Start of Recorded data

use serde::Serialize;
use std::collections::BTreeMap;

/// Deck color buckets, ordered WUBRG then colorless.
#[derive(Clone, Copy, Debug, PartialEq, Eq, PartialOrd, Ord, Hash, Serialize)]
pub enum Color {
    W,
    U,
    B,
    R,
    G,
    C,
}

impl Color {
    pub const ALL: [Color; 6] = [
        Color::W,
        Color::U,
        Color::B,
        Color::R,
        Color::G,
        Color::C,
    ];

    pub fn from_code(code: &str) -> Option<Color> {
        match code {
            "W" => Some(Color::W),
            "U" => Some(Color::U),
            "B" => Some(Color::B),
            "R" => Some(Color::R),
            "G" => Some(Color::G),
            "C" => Some(Color::C),
            _ => None,
        }
    }

    pub fn code(&self) -> &'static str {
        match self {
            Color::W => "W",
            Color::U => "U",
            Color::B => "B",
            Color::R => "R",
            Color::G => "G",
            Color::C => "C",
        }
    }
}

pub type ColorCounts = BTreeMap<Color, u64>;
pub type ColorPercentages = BTreeMap<Color, f64>;
/// Truncated CMC -> nonland card quantity. Sparse.
pub type ManaCurve = BTreeMap<u32, u64>;

// ----------- Pipeline records -----------------

#[derive(Clone, Debug, PartialEq, Eq)]
pub struct DecklistEntry {
    pub quantity: u32,
    pub raw_name: String,
}

/// What the card-data service knows about one card name.
#[derive(Clone, Debug, PartialEq, Serialize)]
pub struct CardAttributes {
    pub name: String,
    pub color_identity: Vec<String>, // raw codes as reported, e.g. ["U", "R"]
    pub type_line: String,
    pub cmc: f64,
}

#[derive(Clone, Debug, PartialEq, Serialize)]
pub struct ResolvedCard {
    pub name: String,
    pub color_identity: Vec<String>,
    pub type_line: String,
    #[serde(rename = "cmc")]
    pub converted_mana_cost: f64,
    pub quantity: u32,
}

impl ResolvedCard {
    pub fn new(attributes: CardAttributes, quantity: u32) -> Self {
        Self {
            name: attributes.name,
            color_identity: attributes.color_identity,
            type_line: attributes.type_line,
            converted_mana_cost: attributes.cmc,
            quantity,
        }
    }

    pub fn is_land(&self) -> bool {
        self.type_line.contains(LAND_MARKER)
    }

    /// Mana-curve bucket: the cost truncated toward zero.
    pub fn cmc_bucket(&self) -> u32 {
        // `as` saturates and maps NaN to 0
        self.converted_mana_cost.trunc() as u32
    }
}

/// Case-sensitive substring that marks a type line as a land.
pub const LAND_MARKER: &str = "Land";

#[derive(Clone, Debug, Default, PartialEq, Serialize)]
pub struct DeckSummary {
    pub total_cards: u64,
    pub land_count: u64,
    pub nonland_count: u64,
    /// Names that failed lookup and were left out of every aggregate.
    pub unresolved: Vec<String>,
}

#[derive(Clone, Debug, Serialize)]
pub struct DeckAnalysis {
    pub cards: Vec<ResolvedCard>,
    pub color_distribution: ColorCounts,
    pub color_percentages: ColorPercentages,
    pub mana_curve: ManaCurve,
    pub color_chart_base64: String,
    pub mana_curve_chart_base64: String,
    pub color_breakdown_chart_base64: String,
    pub chart_media_type: String,
    pub summary: DeckSummary,
}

End of Recorded data

Scan the material above for the word "that", and copy every line in which it is found.

Exercise answer:
/// Case-sensitive substring that marks a type line as a land.
    /// Names that failed lookup and were left out of every aggregate.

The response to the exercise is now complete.